> _EXERCISE BRIEF_
Below are some entries. Count the lines where "Debug" appears and state only that number.

Data entries:
○ ○ ○ ○ ○ ○ ○
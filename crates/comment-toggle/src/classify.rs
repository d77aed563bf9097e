//! Classification metadata: tagged spans produced by a host tokenizer.

use crate::span::CharSpan;

/// Tag name used by classifiers for comment text.
///
/// Matching is by case-insensitive substring, so richer host tags such as `"doc comment"` or
/// `"XML Doc Comment"` also count as comment text.
pub const TAG_COMMENT: &str = "comment";
/// Tag name for language keywords.
pub const TAG_KEYWORD: &str = "keyword";
/// Tag name for string literals.
pub const TAG_STRING: &str = "string";
/// Tag name for numeric literals.
pub const TAG_NUMBER: &str = "number";
/// Tag name for identifiers.
pub const TAG_IDENTIFIER: &str = "identifier";

/// A tagged range produced by a tokenizer, identifying the syntactic category of a slice of
/// buffer text.
///
/// Classification spans are host-owned, read-only metadata; the kernel never mutates or caches
/// them.
#[derive(Debug, Clone, PartialEq, Eq)]
pub struct ClassificationSpan {
    /// The classified range.
    pub span: CharSpan,
    /// The classifier's tag name for the range (e.g. `"comment"`, `"keyword"`).
    pub tag: String,
}

impl ClassificationSpan {
    /// Create a new classification span.
    pub fn new(span: CharSpan, tag: impl Into<String>) -> Self {
        Self {
            span,
            tag: tag.into(),
        }
    }

    /// Whether this span's tag marks comment text.
    pub fn is_comment(&self) -> bool {
        is_comment_tag(&self.tag)
    }
}

/// Returns `true` when a tag name marks comment text.
///
/// The test is a case-insensitive substring match for [`TAG_COMMENT`], so composite tags
/// (`"doc comment"`, `"comment.line"`) qualify.
pub fn is_comment_tag(tag: &str) -> bool {
    tag.to_lowercase().contains(TAG_COMMENT)
}

/// A classification query capability supplied by the host.
///
/// Implementations answer against the same snapshot the view's selections were taken from.
pub trait ClassificationSource {
    /// All classification spans overlapping `span`.
    ///
    /// Unclassified text (whitespace, plain text without a grammar) yields no spans; an empty
    /// result is a valid answer, not an error.
    fn classification_spans(&self, span: CharSpan) -> Vec<ClassificationSpan>;
}
//! YAML language profiles.
//!
//! A profile describes just enough of a language to drive comment toggling: its comment tokens
//! and a handful of classification patterns.

use serde::Deserialize;
use std::path::Path;
use thiserror::Error;

/// Errors produced by the profile loader/compiler.
#[derive(Debug, Error)]
pub enum ProfileError {
    #[error("YAML parse error: {0}")]
    /// YAML parsing failed.
    Yaml(#[from] serde_yaml::Error),

    #[error("I/O error: {0}")]
    /// Filesystem I/O failed.
    Io(#[from] std::io::Error),

    #[error("profile '{0}' declares no classification patterns")]
    /// The profile has an empty `patterns` list.
    MissingPatterns(String),

    #[error("regex compile error for pattern '{pattern}': {message}")]
    /// A pattern regex failed to compile.
    RegexCompile {
        /// The regex pattern string.
        pattern: String,
        /// The compiler error message.
        message: String,
    },
}

/// Raw YAML language profile.
#[derive(Debug, Clone, Deserialize)]
pub struct LanguageProfile {
    /// Human-readable language name.
    pub name: String,

    #[serde(default)]
    /// File extensions associated with this language.
    pub file_extensions: Vec<String>,

    #[serde(default)]
    /// Line comment token (e.g. `//`, `#`).
    pub line_comment: Option<String>,

    #[serde(default)]
    /// Block comment tokens, when the language has them.
    pub block_comment: Option<BlockTokens>,

    /// Classification patterns, applied in order.
    pub patterns: Vec<PatternRule>,
}

/// Block comment delimiter pair.
#[derive(Debug, Clone, PartialEq, Eq, Deserialize)]
pub struct BlockTokens {
    /// Opening token (e.g. `/*`).
    pub start: String,
    /// Closing token (e.g. `*/`).
    pub end: String,
}

/// A single `match`/`tag` pattern entry.
#[derive(Debug, Clone, Deserialize)]
pub struct PatternRule {
    #[serde(rename = "match")]
    /// The regex source string.
    pub regex: String,

    /// The tag assigned to matched text.
    pub tag: String,
}

impl LanguageProfile {
    /// Parse a profile from YAML text.
    pub fn from_yaml_str(yaml: &str) -> Result<Self, ProfileError> {
        let profile: LanguageProfile = serde_yaml::from_str(yaml)?;
        if profile.patterns.is_empty() {
            return Err(ProfileError::MissingPatterns(profile.name));
        }
        Ok(profile)
    }

    /// Load a profile from a YAML file on disk.
    pub fn from_yaml_file(path: impl AsRef<Path>) -> Result<Self, ProfileError> {
        let yaml = std::fs::read_to_string(path)?;
        Self::from_yaml_str(&yaml)
    }
}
○ ○ ○ ○ ○ ○ ○
> _RESPONSE_
5